Alteration of the alkaloid profile in genetically modified tobacco reveals a role of methylenetetrahydrofolate reductase in nicotine N-demethylation

Authors: HUNG, CHIU-YUEH - North Carolina Central University; FAN, LONGJIANG - Zhejiang University; KITTUR, FAROOQAHMED - North Carolina Central University; SUN, KEHAN - Washington State University; QUI, JIE - Zhejiang University; TANG, SHE - Zhejiang University; HOLLIDAY, BRONWYN - North Carolina Central University; XIAO, BINGGUANG - Yunnan Academy Of Agriculture Sciences; Burkey, Kent; BUSH, LOWELL - University Of Kentucky; CONKLING, MARK - North Carolina Central University; ROJE, SANJA - Washington State University; XIE, JIAHUA - North Carolina Central University

Submitted to: Plant Physiology
Publication Type: Peer Reviewed Journal
Publication Acceptance Date: 11/29/2012
Publication Date: 2/1/2013
Citation: Hung, C., Fan, L., Kittur, F.S., Sun, K., Qui, J., Tang, S., Holliday, B.M., Xiao, B., Burkey, K.O., Bush, L.P., Conkling, M.A., Roje, S., Xie, J. 2013. Alteration of the alkaloid profile in genetically modified tobacco reveals a role of methylenetetrahydrofolate reductase in nicotine N-demethylation. Plant Physiology. 161:1049-1060.

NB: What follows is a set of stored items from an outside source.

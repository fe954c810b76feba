//! Builds the credential secret object applied directly to the environment.
//!
//! The secret never passes through the repository; it is handed straight to
//! the environment client so private material is not committed.

use serde_json::json;

use crate::credentials::CredentialBundle;
use crate::environment::{EnvObject, ObjectRef};

/// Builds a `Secret` object holding the bundle's material as string data.
#[must_use]
pub fn credential_secret(name: &str, namespace: &str, bundle: &CredentialBundle) -> EnvObject {
    let mut data = serde_json::Map::new();
    for (key, value) in bundle.secret_data() {
        data.insert(key, serde_json::Value::String(value));
    }
    EnvObject {
        reference: ObjectRef::namespaced("Secret", namespace, name),
        manifest: json!({
            "apiVersion": "v1",
            "kind": "Secret",
            "metadata": {
                "name": name,
                "namespace": namespace,
            },
            "type": "Opaque",
            "stringData": serde_json::Value::Object(data),
        }),
    }
}

#[cfg(test)]
mod tests {
    use super::*;

    #[test]
    fn basic_bundle_maps_to_string_data() {
        let bundle = CredentialBundle::Basic {
            username: String::from("deploy"),
            password: String::from("hunter2"),
        };
        let secret = credential_secret("moor-system", "moor-system", &bundle);
        assert_eq!(secret.reference.kind, "Secret");
        assert_eq!(
            secret.manifest["stringData"]["username"],
            serde_json::json!("deploy")
        );
        assert_eq!(
            secret.manifest["stringData"]["password"],
            serde_json::json!("hunter2")
        );
    }
}
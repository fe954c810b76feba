//! Configuration loading through `MOOR_`-prefixed environment variables.

use std::time::Duration;

use moor::config::{BootstrapConfig, ConfigError, DEFAULT_BRANCH, DEFAULT_INTERVAL_SECS};
use moor::repo::CommitAuthor;
use moor::test_support::EnvGuard;

#[tokio::test]
async fn environment_variables_override_the_defaults() {
    let _guard = EnvGuard::set_vars(&[
        ("MOOR_ENVIRONMENT_URL", "http://env.local/api"),
        ("MOOR_BRANCH", "release"),
        ("MOOR_COMPONENTS", "source-agent"),
        ("MOOR_TIMEOUT_SECS", "120"),
    ])
    .await;

    let config = BootstrapConfig::load_without_cli_args().expect("load");
    assert_eq!(config.environment_url, "http://env.local/api");
    assert_eq!(config.branch, "release");
    assert_eq!(config.component_list(), vec![String::from("source-agent")]);
    assert_eq!(config.timeout(), Duration::from_secs(120));
    config.validate().expect("overridden configuration is valid");
}

#[tokio::test]
async fn unset_fields_fall_back_to_defaults() {
    let _guard = EnvGuard::set_var("MOOR_ENVIRONMENT_URL", "http://env.local/api").await;

    let config = BootstrapConfig::load_without_cli_args().expect("load");
    assert_eq!(config.branch, DEFAULT_BRANCH);
    assert_eq!(config.namespace, "moor-system");
    assert_eq!(config.interval(), Duration::from_secs(DEFAULT_INTERVAL_SECS));
    assert_eq!(config.author(), CommitAuthor::default());
    assert_eq!(
        config.component_list(),
        vec![String::from("source-agent"), String::from("apply-agent")]
    );
}

#[tokio::test]
async fn missing_environment_url_is_reported_with_its_flag() {
    let _guard = EnvGuard::set_var("MOOR_ENVIRONMENT_URL", "").await;

    let config = BootstrapConfig::load_without_cli_args().expect("load");
    let err = config.validate().expect_err("blank url should fail");
    assert!(matches!(err, ConfigError::Missing { .. }));
    let rendered = err.to_string();
    assert!(rendered.contains("MOOR_ENVIRONMENT_URL"));
    assert!(rendered.contains("--environment-url"));
}

#[tokio::test]
async fn unusable_durations_are_rejected() {
    let _guard = EnvGuard::set_vars(&[
        ("MOOR_ENVIRONMENT_URL", "http://env.local/api"),
        ("MOOR_TIMEOUT_SECS", "1"),
        ("MOOR_POLL_INTERVAL_SECS", "10"),
    ])
    .await;

    let config = BootstrapConfig::load_without_cli_args().expect("load");
    let err = config.validate().expect_err("deadline below probe should fail");
    assert!(matches!(err, ConfigError::Invalid { .. }));
}
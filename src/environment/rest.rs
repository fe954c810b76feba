//! REST transport for the environment client.
//!
//! Speaks a plain JSON convention of
//! `{base}/namespaces/{namespace}/{kind-plural}/{name}` with optional bearer
//! authentication. Cluster-scoped kinds omit the namespace segments.

use std::sync::LazyLock;
use std::time::Duration;

use reqwest::StatusCode;

use super::{
    ClientFuture, Condition, EnvObject, EnvironmentClient, EnvironmentError, ObjectRef,
    condition_from_manifest,
};

const HTTP_TIMEOUT: Duration = Duration::from_secs(30);

static HTTP_CLIENT: LazyLock<reqwest::Client> = LazyLock::new(|| {
    reqwest::Client::builder()
        .timeout(HTTP_TIMEOUT)
        .build()
        .unwrap_or_else(|_| reqwest::Client::new())
});

/// Environment client backed by the REST convention above.
#[derive(Clone, Debug)]
pub struct RestEnvironmentClient {
    base_url: String,
    token: Option<String>,
}

impl RestEnvironmentClient {
    /// Creates a client for the given API base URL and optional token.
    #[must_use]
    pub fn new(base_url: impl Into<String>, token: Option<String>) -> Self {
        let mut base = base_url.into();
        while base.ends_with('/') {
            base.pop();
        }
        Self {
            base_url: base,
            token,
        }
    }

    fn collection_url(&self, kind: &str, namespace: Option<&str>) -> String {
        let collection = kind_collection(kind);
        match namespace {
            Some(namespace) => {
                format!("{}/namespaces/{namespace}/{collection}", self.base_url)
            }
            None => format!("{}/{collection}", self.base_url),
        }
    }

    fn object_url(&self, reference: &ObjectRef) -> String {
        format!(
            "{}/{}",
            self.collection_url(&reference.kind, reference.namespace.as_deref()),
            reference.name
        )
    }

    fn request(&self, method: reqwest::Method, url: &str) -> reqwest::RequestBuilder {
        let mut builder = HTTP_CLIENT.request(method, url);
        if let Some(token) = &self.token {
            builder = builder.bearer_auth(token);
        }
        builder
    }

    async fn write(
        &self,
        method: reqwest::Method,
        url: String,
        object: &EnvObject,
    ) -> Result<(), EnvironmentError> {
        let response = self
            .request(method, &url)
            .json(&object.manifest)
            .send()
            .await
            .map_err(transport_error)?;

        match response.status() {
            status if status.is_success() => Ok(()),
            StatusCode::CONFLICT => Err(EnvironmentError::Conflict {
                reference: object.reference.clone(),
                message: body_text(response).await,
            }),
            StatusCode::NOT_FOUND => Err(EnvironmentError::NotFound {
                reference: object.reference.clone(),
            }),
            status => Err(EnvironmentError::Transport {
                message: format!("{url} returned {status}"),
            }),
        }
    }
}

impl EnvironmentClient for RestEnvironmentClient {
    fn get<'a>(&'a self, reference: &'a ObjectRef) -> ClientFuture<'a, EnvObject> {
        Box::pin(async move {
            let url = self.object_url(reference);
            let response = self
                .request(reqwest::Method::GET, &url)
                .send()
                .await
                .map_err(transport_error)?;

            match response.status() {
                status if status.is_success() => {
                    let manifest: serde_json::Value =
                        response.json().await.map_err(transport_error)?;
                    EnvObject::from_manifest(manifest)
                }
                StatusCode::NOT_FOUND => Err(EnvironmentError::NotFound {
                    reference: reference.clone(),
                }),
                status => Err(EnvironmentError::Transport {
                    message: format!("{url} returned {status}"),
                }),
            }
        })
    }

    fn create<'a>(&'a self, object: &'a EnvObject) -> ClientFuture<'a, ()> {
        Box::pin(async move {
            let url = self.collection_url(
                &object.reference.kind,
                object.reference.namespace.as_deref(),
            );
            self.write(reqwest::Method::POST, url, object).await
        })
    }

    fn update<'a>(&'a self, object: &'a EnvObject) -> ClientFuture<'a, ()> {
        Box::pin(async move {
            let url = self.object_url(&object.reference);
            self.write(reqwest::Method::PUT, url, object).await
        })
    }

    fn list<'a>(
        &'a self,
        kind: &'a str,
        namespace: Option<&'a str>,
    ) -> ClientFuture<'a, Vec<EnvObject>> {
        Box::pin(async move {
            let url = self.collection_url(kind, namespace);
            let response = self
                .request(reqwest::Method::GET, &url)
                .send()
                .await
                .map_err(transport_error)?;

            if !response.status().is_success() {
                return Err(EnvironmentError::Transport {
                    message: format!("{url} returned {}", response.status()),
                });
            }

            let manifests: Vec<serde_json::Value> =
                response.json().await.map_err(transport_error)?;
            manifests
                .into_iter()
                .map(EnvObject::from_manifest)
                .collect()
        })
    }

    fn read_condition<'a>(
        &'a self,
        reference: &'a ObjectRef,
        condition: &'a str,
    ) -> ClientFuture<'a, Condition> {
        Box::pin(async move {
            let object = self.get(reference).await?;
            Ok(condition_from_manifest(&object.manifest, condition))
        })
    }
}

fn transport_error(err: reqwest::Error) -> EnvironmentError {
    EnvironmentError::Transport {
        message: err.to_string(),
    }
}

async fn body_text(response: reqwest::Response) -> String {
    response.text().await.unwrap_or_default()
}

/// Lowercases a kind and pluralises it into its collection path segment.
fn kind_collection(kind: &str) -> String {
    let mut collection = kind.to_ascii_lowercase();
    collection.push('s');
    collection
}

#[cfg(test)]
mod tests {
    use super::*;

    #[test]
    fn object_url_includes_namespace_scope() {
        let client = RestEnvironmentClient::new("http://env.local/api/", None);
        let reference = ObjectRef::namespaced("Deployment", "moor-system", "source-agent");
        assert_eq!(
            client.object_url(&reference),
            "http://env.local/api/namespaces/moor-system/deployments/source-agent"
        );
    }

    #[test]
    fn cluster_scoped_url_omits_namespace() {
        let client = RestEnvironmentClient::new("http://env.local/api", None);
        let reference = ObjectRef::cluster_scoped("Namespace", "moor-system");
        assert_eq!(
            client.object_url(&reference),
            "http://env.local/api/namespaces/moor-system"
        );
    }
}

Interpretive Summary: Engineering plants with altered chemical composition requires understanding the complex regulation underlying interactions between metabolic pathways. In this study, genetic manipulation of a key enzyme responsible for controlling availability of single carbon units dramatically altered the expression of genes that control the composition of plant compounds called alkaloids. The results suggest that alkaloids serve as a source of one-carbon units when metabolic demand is high. This is an example of how metabolism is fine-tuned through co-regulation of genes that appear to be unrelated based on our previous understanding.

Technical Abstract: Methylenetetrahydrofolate reductase (MTHFR) is a key enzyme of the tetrahydrofolate (THF)-mediated one-carbon (C1) metabolic network. This enzyme catalyzes reduction of 5,10-methylene-THF to 5-methyl-THF. The latter donates its methyl group to homocysteine forming Met, which is then used for the synthesis of S-adenosylmethionine (AdoMet), a universal methyl donor for numerous methylation reactions to produce primary and secondary metabolites. Here, we demonstrate that manipulating the Nicotiana tabacum MTHFR gene (NtMTHFR1) expression dramatically alters the alkaloid profile in transgenic tobacco plants by negatively regulating the expression of a secondary metabolic pathway nicotine N-demethylase gene CYP82E4. Quantitative real time PCR (qRT-PCR) and alkaloid analyses revealed that reducing NtMTHFR expression by RNAi dramatically induced CYP82E4 expression, resulting in higher nicotine to nornicotine conversion rates (NCRs). Conversely, overexpressing NtMTHFR1 suppressed CYP82E4 expression, leading to lower NCRs. However, the reduced expression of NtMTHFR did not affect the Met and AdoMet levels in the knockdown lines. Our finding reveals a new regulatory role of NtMTHFR1 in nicotine N-demethylation and suggests that the negative regulation of CYP82E4 expression may serve to recruit methyl groups from nicotine into the C1 pool under C1-deficient conditions.